ACTIVITY — Lines below that include the word "CatalogClient" should each be copied.

DATA SECTION —

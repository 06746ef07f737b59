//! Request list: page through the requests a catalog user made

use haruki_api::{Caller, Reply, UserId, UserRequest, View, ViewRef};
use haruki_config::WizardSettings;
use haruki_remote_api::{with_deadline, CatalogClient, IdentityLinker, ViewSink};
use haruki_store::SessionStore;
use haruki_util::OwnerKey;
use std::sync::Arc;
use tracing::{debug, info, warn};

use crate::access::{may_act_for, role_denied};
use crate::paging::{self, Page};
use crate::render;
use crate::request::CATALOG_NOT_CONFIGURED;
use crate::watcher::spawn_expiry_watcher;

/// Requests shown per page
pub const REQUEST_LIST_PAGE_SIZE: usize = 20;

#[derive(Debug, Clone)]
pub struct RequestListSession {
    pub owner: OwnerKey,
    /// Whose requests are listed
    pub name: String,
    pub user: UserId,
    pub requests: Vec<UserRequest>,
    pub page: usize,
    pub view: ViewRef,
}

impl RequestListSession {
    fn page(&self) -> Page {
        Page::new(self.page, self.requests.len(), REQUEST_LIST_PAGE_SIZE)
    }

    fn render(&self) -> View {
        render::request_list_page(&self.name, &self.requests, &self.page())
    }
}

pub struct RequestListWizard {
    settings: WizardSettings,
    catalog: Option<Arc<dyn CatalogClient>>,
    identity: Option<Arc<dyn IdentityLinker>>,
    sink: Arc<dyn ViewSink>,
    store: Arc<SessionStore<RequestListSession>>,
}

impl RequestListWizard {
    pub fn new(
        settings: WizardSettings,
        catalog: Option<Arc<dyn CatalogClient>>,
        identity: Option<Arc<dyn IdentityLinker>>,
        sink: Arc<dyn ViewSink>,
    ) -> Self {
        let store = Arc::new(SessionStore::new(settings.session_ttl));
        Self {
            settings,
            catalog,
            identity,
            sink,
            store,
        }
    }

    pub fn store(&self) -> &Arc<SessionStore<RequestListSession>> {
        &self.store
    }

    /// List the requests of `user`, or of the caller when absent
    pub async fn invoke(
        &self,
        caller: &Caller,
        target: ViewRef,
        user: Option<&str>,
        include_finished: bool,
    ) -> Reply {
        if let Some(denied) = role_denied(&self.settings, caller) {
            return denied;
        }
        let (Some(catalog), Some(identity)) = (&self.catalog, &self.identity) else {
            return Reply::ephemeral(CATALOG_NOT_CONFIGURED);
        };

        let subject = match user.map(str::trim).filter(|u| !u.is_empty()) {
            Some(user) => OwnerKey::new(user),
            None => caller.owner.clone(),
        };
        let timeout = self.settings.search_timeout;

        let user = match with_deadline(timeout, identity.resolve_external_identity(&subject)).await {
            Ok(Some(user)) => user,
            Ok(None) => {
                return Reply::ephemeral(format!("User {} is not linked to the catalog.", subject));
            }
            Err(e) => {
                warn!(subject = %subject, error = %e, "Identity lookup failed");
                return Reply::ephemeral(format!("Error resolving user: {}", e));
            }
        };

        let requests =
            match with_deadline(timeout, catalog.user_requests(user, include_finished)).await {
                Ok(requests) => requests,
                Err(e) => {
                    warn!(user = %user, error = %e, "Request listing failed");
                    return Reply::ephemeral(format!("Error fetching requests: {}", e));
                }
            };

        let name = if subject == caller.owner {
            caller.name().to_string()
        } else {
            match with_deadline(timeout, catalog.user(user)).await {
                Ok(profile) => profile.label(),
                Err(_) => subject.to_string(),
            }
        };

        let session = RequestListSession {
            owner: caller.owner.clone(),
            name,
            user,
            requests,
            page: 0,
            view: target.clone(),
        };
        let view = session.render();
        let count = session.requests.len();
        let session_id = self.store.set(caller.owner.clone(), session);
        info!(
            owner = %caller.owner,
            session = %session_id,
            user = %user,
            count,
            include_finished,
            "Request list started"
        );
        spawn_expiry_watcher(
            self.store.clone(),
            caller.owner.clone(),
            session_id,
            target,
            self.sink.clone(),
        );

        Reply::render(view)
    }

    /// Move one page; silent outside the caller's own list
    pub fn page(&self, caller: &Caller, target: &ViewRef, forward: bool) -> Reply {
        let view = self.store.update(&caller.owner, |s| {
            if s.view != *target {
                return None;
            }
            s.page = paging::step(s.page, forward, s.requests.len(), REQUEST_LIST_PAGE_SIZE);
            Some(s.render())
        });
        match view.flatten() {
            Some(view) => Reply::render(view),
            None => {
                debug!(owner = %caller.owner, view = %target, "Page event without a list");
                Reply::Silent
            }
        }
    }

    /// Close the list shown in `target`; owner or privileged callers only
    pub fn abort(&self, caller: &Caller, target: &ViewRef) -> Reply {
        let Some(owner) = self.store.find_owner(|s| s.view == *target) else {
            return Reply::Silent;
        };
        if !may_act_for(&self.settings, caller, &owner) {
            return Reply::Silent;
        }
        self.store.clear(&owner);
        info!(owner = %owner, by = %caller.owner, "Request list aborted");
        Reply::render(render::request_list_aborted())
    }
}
---
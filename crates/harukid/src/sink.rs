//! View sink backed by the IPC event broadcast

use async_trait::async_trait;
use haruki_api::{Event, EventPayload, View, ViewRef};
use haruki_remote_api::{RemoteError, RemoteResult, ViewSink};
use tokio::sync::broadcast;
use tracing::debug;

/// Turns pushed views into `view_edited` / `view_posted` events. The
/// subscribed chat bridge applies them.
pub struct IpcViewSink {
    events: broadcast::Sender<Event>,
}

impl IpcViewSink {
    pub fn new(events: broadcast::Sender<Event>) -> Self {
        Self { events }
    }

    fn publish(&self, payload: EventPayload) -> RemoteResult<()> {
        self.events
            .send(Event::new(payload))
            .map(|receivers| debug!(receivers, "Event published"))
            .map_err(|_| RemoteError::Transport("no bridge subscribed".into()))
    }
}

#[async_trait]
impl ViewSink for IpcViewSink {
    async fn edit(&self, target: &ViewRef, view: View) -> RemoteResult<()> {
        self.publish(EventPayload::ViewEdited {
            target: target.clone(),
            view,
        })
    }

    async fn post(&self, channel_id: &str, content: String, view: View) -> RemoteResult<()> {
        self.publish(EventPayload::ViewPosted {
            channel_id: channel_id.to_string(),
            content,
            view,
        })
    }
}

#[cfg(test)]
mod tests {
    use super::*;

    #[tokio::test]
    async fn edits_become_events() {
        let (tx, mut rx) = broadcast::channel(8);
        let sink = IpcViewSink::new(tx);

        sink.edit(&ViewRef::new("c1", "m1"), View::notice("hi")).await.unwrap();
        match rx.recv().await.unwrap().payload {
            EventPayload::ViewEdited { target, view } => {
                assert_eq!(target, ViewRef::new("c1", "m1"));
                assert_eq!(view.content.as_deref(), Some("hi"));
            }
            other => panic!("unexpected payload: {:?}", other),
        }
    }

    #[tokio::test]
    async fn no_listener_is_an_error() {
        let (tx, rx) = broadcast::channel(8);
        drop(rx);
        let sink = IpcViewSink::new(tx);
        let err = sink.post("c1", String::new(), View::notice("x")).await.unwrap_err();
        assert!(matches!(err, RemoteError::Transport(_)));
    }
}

ANSWER TO THE PROBLEM —
use haruki_remote_api::{with_deadline, CatalogClient, IdentityLinker, ViewSink};
    catalog: Option<Arc<dyn CatalogClient>>,
        catalog: Option<Arc<dyn CatalogClient>>,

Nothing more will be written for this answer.